Sometimes people call a pitch a slider just because it has similar velocity and movement. The pitcher may not consider it a slider based on his grip…
I think it gets hard to categorize pitches at times.
by ICbirdfan on Aug 1, 2008 2:02 PM EDT up reply actions 0 recs
Carp's Cutter?
I looked at some tape from the game Wed.
I saw a pitch at 87 with a more vertical break that I would call a slider. I saw a pitch at 86 with a more horizontal break that could be called a cutter.
However, the difference is subtle.
by thepainguy on Aug 3, 2008 9:14 PM EDT up reply actions 0 recs
We haven't been agreeing much lately...
That/those pitch is right in the continuum of his cutters and fangraphs is wrong. If you have thrown a cutter it just happens from time to time where you get too far off the side of the ball and you end up throwing a more slider-y pitch. The Francouer pitch was 86.9 mph 4.2 inches in Z-axis, .959 in X-axis. Sliders have more “tilt” than that and there’s no way Carpenter, whose fastball was 90-93, is taking 3 mph off while turning the door knob.
Aside from the fact that I think that is a cutter anyway, the fact that his cutter breaks so much it’d be dumb to have a separate slider that is such a similar pitch. The pitches would bump heads as it were. Matsuzaka is someone who has a slider and a cutter and there isn’t too big a question of which is which.
"Regression to the mean is so much more fun to watch when it’s a Cub who is regressing." SleepyCA
by joker24 on Aug 1, 2008 2:33 PM EDT up reply actions 0 recs
can't always agree about everything
that’d be boring. . . . if you have access to MLB.tv, cue up the game and watch the break on the pitch to francouer. then watch the standard cutter, which he threw about 15 times. the breaks don’t look the same at all. the pitch to francouer dove down to his ankles; the cutter didn’t have nearly that much downward movement.
as i noted above, there seems to be some confusion about whether carp throws a true slider or not. but if he doesn’t, and the cutter/slider are the same pitch, then i wonder why joe strauss wrote this sentence in the 2005 article i linked above:
“Carpenter’s sinking fastball is his dominant pitch. But lately, his cutter, slider and curveball have been just as effective.”

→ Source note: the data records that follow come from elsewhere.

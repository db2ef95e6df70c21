//! # Sensors Executable Parameters

// ------------------------------------------------------------------------------------------------
// IMPORTS
// ------------------------------------------------------------------------------------------------

use comms_if::net::NetParams;
use mech_lib::params::DriveParams;
use serde::Deserialize;

use crate::debounce::DebounceParams;

// ------------------------------------------------------------------------------------------------
// STRUCTS
// ------------------------------------------------------------------------------------------------

#[derive(Deserialize, Debug, Clone)]
#[serde(default)]
pub struct SensExecParams {
    pub obstacle: ObstacleParams,

    pub alarm: AlarmParams,

    pub line_sensor: LineSensorParams,

    pub line_follow: LineFollowParams,

    /// Line follow command server network parameters
    pub net: NetParams,

    /// Drive motors used by the line follower
    pub drive: DriveParams,

    /// Number of pixels in the status LED strip
    pub num_leds: usize,
}

/// Obstacle monitor parameters.
#[derive(Deserialize, Debug, Clone)]
#[serde(default)]
pub struct ObstacleParams {
    /// Readings closer than this are obstacles.
    ///
    /// Units: centimeters
    pub danger_cm: f64,

    /// Extra distance beyond `danger_cm` a reading must reach to count as clear.
    ///
    /// Units: centimeters
    pub clear_margin_cm: f64,

    /// Reported distance for failed, timed out or out of range readings.
    ///
    /// Units: centimeters
    pub max_range_cm: f64,

    /// Period of the sampling loop.
    ///
    /// Units: milliseconds
    pub cycle_ms: u64,

    /// Pause between the left and right readings, so one ranger does not hear the other.
    ///
    /// Units: milliseconds
    pub inter_sensor_ms: u64,

    /// Longest wait for an echo.
    ///
    /// Units: milliseconds
    pub echo_timeout_ms: u64,

    /// BCM pins of the left ranger: `[TRIG, ECHO]`
    pub left_pins: [u8; 2],

    /// BCM pins of the right ranger: `[TRIG, ECHO]`
    pub right_pins: [u8; 2],

    pub debounce: DebounceParams,
}

/// Obstacle alarm parameters.
#[derive(Deserialize, Debug, Clone)]
#[serde(default)]
pub struct AlarmParams {
    /// BCM pin of the buzzer
    pub buzzer_pin: u8,

    /// Buzzer tone.
    ///
    /// Units: Hertz
    pub tone_hz: f64,

    /// Length of each beep.
    ///
    /// Units: milliseconds
    pub beep_ms: u64,

    /// Silence after each beep.
    ///
    /// Units: milliseconds
    pub silence_ms: u64,

    /// Granularity at which the silence checks for the obstacle clearing.
    ///
    /// Units: milliseconds
    pub silence_step_ms: u64,
}

/// Infrared line sensor parameters.
#[derive(Deserialize, Debug, Clone)]
#[serde(default)]
pub struct LineSensorParams {
    /// Number of infrared channels
    pub num_channels: usize,

    /// BCM pins of the TLC1543 ADC
    pub cs_pin: u8,
    pub clock_pin: u8,
    pub address_pin: u8,
    pub data_out_pin: u8,

    /// Follow a light line on a dark floor.
    pub white_line: bool,
}

/// Line follower parameters.
#[derive(Deserialize, Debug, Clone)]
#[serde(default)]
pub struct LineFollowParams {
    /// Base speed at startup.
    ///
    /// Units: percent duty
    pub default_speed: u8,

    /// Limits on the base speed.
    ///
    /// Units: percent duty
    pub min_speed: u8,
    pub max_speed: u8,

    /// The line is lost when every calibrated channel reads above this.
    pub lost_threshold: u16,

    /// The line is found again when any channel reads below `lost_threshold - lost_margin`.
    pub lost_margin: u16,

    pub debounce: DebounceParams,

    /// Number of steps in the calibration spin
    pub calibration_steps: u32,

    /// Length of each calibration step.
    ///
    /// Units: milliseconds
    pub calibration_step_ms: u64,

    /// Wheel duty during the calibration spin.
    ///
    /// Units: percent duty
    pub calibration_duty: u8,

    /// Sensor reads per calibration step
    pub calibration_reads: u32,

    /// Update period while following.
    ///
    /// Units: milliseconds
    pub follow_period_ms: u64,

    /// Update period while idle.
    ///
    /// Units: milliseconds
    pub idle_period_ms: u64,

    /// Log the position every this many updates
    pub log_every: u64,
}

// ------------------------------------------------------------------------------------------------
// IMPLS
// ------------------------------------------------------------------------------------------------

impl Default for SensExecParams {
    fn default() -> Self {
        Self {
            obstacle: ObstacleParams::default(),
            alarm: AlarmParams::default(),
            line_sensor: LineSensorParams::default(),
            line_follow: LineFollowParams::default(),
            net: NetParams {
                port: 5003,
                ..NetParams::default()
            },
            drive: DriveParams::default(),
            num_leds: 4,
        }
    }
}

impl Default for ObstacleParams {
    fn default() -> Self {
        Self {
            danger_cm: 20.0,
            clear_margin_cm: 5.0,
            max_range_cm: 400.0,
            cycle_ms: 50,
            inter_sensor_ms: 10,
            echo_timeout_ms: 30,
            left_pins: [22, 27],
            right_pins: [23, 24],
            debounce: DebounceParams::default(),
        }
    }
}

impl Default for AlarmParams {
    fn default() -> Self {
        Self {
            buzzer_pin: 4,
            tone_hz: 1000.0,
            beep_ms: 500,
            silence_ms: 1000,
            silence_step_ms: 100,
        }
    }
}

impl Default for LineSensorParams {
    fn default() -> Self {
        Self {
            num_channels: 5,
            cs_pin: 5,
            clock_pin: 25,
            address_pin: 24,
            data_out_pin: 23,
            white_line: false,
        }
    }
}

impl Default for LineFollowParams {
    fn default() -> Self {
        Self {
            default_speed: 35,
            min_speed: 10,
            max_speed: 100,
            lost_threshold: 900,
            lost_margin: 100,
            debounce: DebounceParams::default(),
            calibration_steps: 100,
            calibration_step_ms: 10,
            calibration_duty: 30,
            calibration_reads: 10,
            follow_period_ms: 10,
            idle_period_ms: 100,
            log_every: 20,
        }
    }
}

#[cfg(test)]
mod test {
    use super::*;

    #[test]
    fn test_partial_params() {
        let p: SensExecParams = toml::from_str(
            r#"
            num_leds = 2

            [obstacle]
            danger_cm = 10.0

            [net]
            port = 6000
            "#,
        )
        .unwrap();

        assert_eq!(p.num_leds, 2);
        assert_eq!(p.obstacle.danger_cm, 10.0);
        assert_eq!(p.obstacle.clear_margin_cm, 5.0);
        assert_eq!(p.net.port, 6000);
        assert_eq!(p.line_follow.default_speed, 35);
        assert_eq!(SensExecParams::default().net.port, 5003);
    }

    #[test]
    fn test_shipped_params() {
        let p: SensExecParams = util::params::load_from(concat!(
            env!("CARGO_MANIFEST_DIR"),
            "/../params/sens_exec.toml"
        ))
        .unwrap();

        assert_eq!(p.net.port, 5003);
        assert_eq!(p.obstacle.right_pins, [23, 24]);
        assert_eq!(p.line_follow.debounce.safe_consecutive, 5);
        assert_eq!(p.drive.pwm_freq_hz, 500.0);
    }
}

strauss travels w/ the team and talks regularly to pitchers, catchers, the pitching coach . . . . . . and in 2005, he was under the impression that Carpenter’s cutter and slider were distinct pitches. maybe he was mistaken; i’ll allow that’s a possibility. i think wha’t s more likely is that we’re having a semantic disagreement — he has two ways to keep the ball away from a right-handed hitter, and they’re either two different pitches (w/ distinct grips and distinct action) or they’re variations on a single pitch.
by lboros on Aug 1, 2008 2:54 PM EDT up reply actions 0 recs
Yeah
It’s semantical in the sense that he’ll throw pitch that are--at least—as much slider as they are cutter yes (after all they’re nearly the same pitch as is), my point is that the pitches in that category aren’t intentional. It’s inevitable with the mechanics of throwing a cutter that you come around one from time to time that will behave like that. I still contend there’s no way he’s throwing an 87 mph slider, that’s just not possible. That’s Felix Hernandez territory and he’s got Carp by about 5 mph on the fastball…
The real way to solve this question would be to look at what Molina is calling for with the bases empty——I’ll bet there’s only 1 finger fastball, 2 curve, 3 cutter, 4 wiggling changeup…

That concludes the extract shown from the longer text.